Better to use 3 master+data nodes or 3 master + 2 data nodes?


We're running a search engine with two ES clusters. The first "content store" is for the crawled data, logs, stats, and metrics; so it has a heavy write/read and aggregate load. The second "public search" cluster is for the public search indices per language that has a much higher read load than write load.

We're currently using a single node AWS hosted cluster for the content store and Elastic Cloud with 3 nodes for the public search cluster. The problem is that our disk space needs keep growing, yet we can't afford to upgrade to the higher elastic cloud mem + disk size constantly, so we're looking to move to our own clusters hosted on AWS ES service.

Now I'm wondering if it'll be better to run 3 master+data m4.large nodes with 512gb disk each now, and switch to dedicated masters later or just keep adding more master+data nodes? Or do we start with 3 dedicated masters on t2.micros and just have 2 m4.large data nodes till we can afford to add more data nodes?

For the public search cluster we need high redundancy, and with zone awareness we'd need 2 or 4 data nodes to start, so it's probably best to start with dedicated masters there.

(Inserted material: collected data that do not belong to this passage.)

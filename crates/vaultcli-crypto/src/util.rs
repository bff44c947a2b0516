use base64::{engine::general_purpose::STANDARD, Engine};
use rand::{Rng, RngCore};
use zeroize::Zeroizing;

use crate::{envelope::SALT_LEN, FormatError};

/// Generate `len` random bytes from a cryptographically secure source
pub fn generate_random_bytes(len: usize) -> Zeroizing<Vec<u8>> {
    let mut bytes = Zeroizing::new(vec![0u8; len]);
    rand::thread_rng().fill_bytes(&mut bytes);
    bytes
}

pub(crate) fn generate_salt() -> [u8; SALT_LEN] {
    rand::thread_rng().gen()
}

/// Standard base64 without line breaks.
pub(crate) fn encode_b64(data: &[u8]) -> String {
    STANDARD.encode(data)
}

/// Decode standard base64, ignoring embedded ASCII whitespace.
///
/// Wrapped keys uploaded by older clients carry a trailing newline.
pub(crate) fn decode_b64(data: &str) -> Result<Vec<u8>, FormatError> {
    let compact: String = data.chars().filter(|c| !c.is_ascii_whitespace()).collect();
    STANDARD
        .decode(compact)
        .map_err(|_| FormatError::InvalidBase64)
}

For the content store we need a lot more disk space, and it can go offline for hours without problems as we're using queues, so it's probably more cost-effective to use 3 master+data nodes there.

Thanks for any advice!


Hi Vaugnd,

What is the average size of the index in the two cluster ?
What is the amount of shards/replicas ?

Other point:

One of the principles of elasticsearch is the eslasticity and scalability, however, depending on the amount of data it is better to have dedicated nodes for each function.
The master nodes are used only for cluster management, ie the amount of memory used is not the same as the use of a data node. The recommendation at first without knowing the size of its index and amount of shards, is to give different work for each node.

I understand that may find a cheaper mem-to-disk ratio by building your own cluster in EC2 with EBS, but keep in mind that you will need enough memory for filesystem cache if you really want high read throughput as EBS can be a performance killer (you could try improving it with IOPS, but depending on the disk size and the load required it's cost will become prohibitively high quite fast).

You should start with m4.2xlarge as it is the minimum recommended for any production level cluster. Depending on the data size you could try with maybe m4.xlarge, but avoid m4.large since it only has 2 cores (with such a low count performance will be really bad). Also, m4.large as master+data will be really bad for cluster stability because as soon as a heavy queries start hitting the cluster there is a high chance that the whole cluster will becomes unavailable.

Lastly, avoid t2 instances, even more for master nodes, as t2's CPU credit system is generally not suitable for Elasticsearch.

These are all general recommendations and what you really should do is test and benchmark. One great tool that will help you with that is rally.

1 Like

Content store:
Our largest index is 577gb 21mil docs: content_store
The logs, metrics, etc. indices are all averaging 30gb.

Search indices:
english search index: 170gb 11mil docs
dutch search index: 85gb 4.8mil docs

5 shard default on both. Only search indices cluster has a single replica.

Thanks for the advice. My CEO won't like the costs involved :smiley:

So we're probably looking at 3 m4.large master nodes and 2 m4.xlarge data nodes for each of the 3 clusters. Then we might as well use the AWS ES service instead of our own opswork setup.

HI @vaughnd
Nice One recommendation is to keep shards up to 50gb in size for ease of reallocation. At its highest index "577GB" and 5 shards we will have pieces of 115GB. If the shards' reallocation time is not a problem for you, it can be kept in 5 shards, otherwise it will only increase the amount.

It would be legal to distribute masters between 3 regions. As the master does not use as much memory as the data node you can use a smaller machine but avoiding t2 as directed by @thiago .

Remembering that it is important to attach specific disks to the storage of ES shards, so within the EBS maintenance if maintenance is needed becomes easier.

Will your indexes need to be kept in ES for how long? If they are never deleted, the trend is for them to grow. The ideal would be to configure snapshot indexes and send them to s3 and after that process deleted.

The definition of retention time and index mapping (daily / weekly / monthly) is important at these times. Once the snapshot is finished, it is possible to perform the restore when necessary, thus saving some disk space, leaving in the ES only the indexes that are actually used.

This topic was automatically closed 28 days after the last reply. New replies are no longer allowed.